U.S. workplace tardiness on rise, survey says
NEW YORK (Reuters) - One in five U.S. workers say they are late to work at least once a week, according to a survey released on Wednesday.
The most common excuse is traffic, followed by a lack of sleep and getting children ready for school or day care, said the survey conducted for CareerBuilder.com, an online job site.
Other frequent excuses are problems with public transportation, wardrobe issues or dealing with pets, it said.
One in 10 workers said they are late to their jobs at least twice a week.
Tardiness is on the rise, the survey said. In this poll, 20 percent said they were late at least once a week. In a similar one taken a year earlier, 15 percent said so.
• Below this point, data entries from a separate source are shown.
//! Output formatting for CLI commands.

use comfy_table::{Cell, Color, ContentArrangement, Table};
use serde::Serialize;

/// Output format selection.
#[derive(Clone, Copy)]
pub enum Format {
    Table,
    Json,
}

impl From<crate::OutputFormat> for Format {
    fn from(f: crate::OutputFormat) -> Self {
        match f {
            crate::OutputFormat::Table => Format::Table,
            crate::OutputFormat::Json => Format::Json,
        }
    }
}

/// Print data as pretty JSON.
pub fn print_json<T: Serialize>(data: &T, quiet: bool) -> anyhow::Result<()> {
    if !quiet {
        println!("{}", serde_json::to_string_pretty(data)?);
    }
    Ok(())
}

/// Create a styled table with consistent formatting.
pub fn create_table() -> Table {
    let mut table = Table::new();
    table.set_content_arrangement(ContentArrangement::Dynamic);
    table.load_preset(comfy_table::presets::UTF8_FULL_CONDENSED);
    table
}

/// Add a header row to a table.
pub fn add_header(table: &mut Table, headers: &[&str]) {
    table.set_header(
        headers
            .iter()
            .map(|h| Cell::new(h).fg(Color::Cyan))
            .collect::<Vec<_>>(),
    );
}

/// Print a table unless quiet.
pub fn print_table(table: &Table, quiet: bool) {
    if !quiet {
        println!("{table}");
    }
}

/// Print a key-value table (for totals).
pub fn print_key_value_table(items: &[(&str, String)], quiet: bool) {
    let mut table = create_table();
    add_header(&mut table, &["Property", "Value"]);
    for (key, value) in items {
        table.add_row(vec![Cell::new(key).fg(Color::Green), Cell::new(value)]);
    }
    print_table(&table, quiet);
}

/// Print a status message (respects quiet mode).
pub fn status(msg: &str, quiet: bool) {
    if !quiet {
        println!("{msg}");
    }
}

/// Print a success message.
pub fn success(msg: &str, quiet: bool) {
    if !quiet {
        println!("✓ {msg}");
    }
}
The nationwide online survey was taken among 3,259 full-time hiring managers and human resource professionals and 8,038 full-time employees from November 12 to December 1 last year.
The poll also collected outrageous excuses for being late. One person reported having to take a second shower after walking into a spider web. Another said her husband thought it was funny to hide the car keys. Someone else claimed his car's left-turn signal was broken so he had to make all right turns to drive to work.
A third of the managers surveyed said they have terminated an employee for being late, it said.
The poll was conducted by Harris Interactive on behalf of CareerBuilder.com. Harris Interactive said the results had a sampling error of plus or minus 1.72 percentage points among the managers, and 1.09 points among the employees.
CareerBuilder.com is owned by Gannett Co Inc, Tribune Co, McClatchy Co and Microsoft Corp.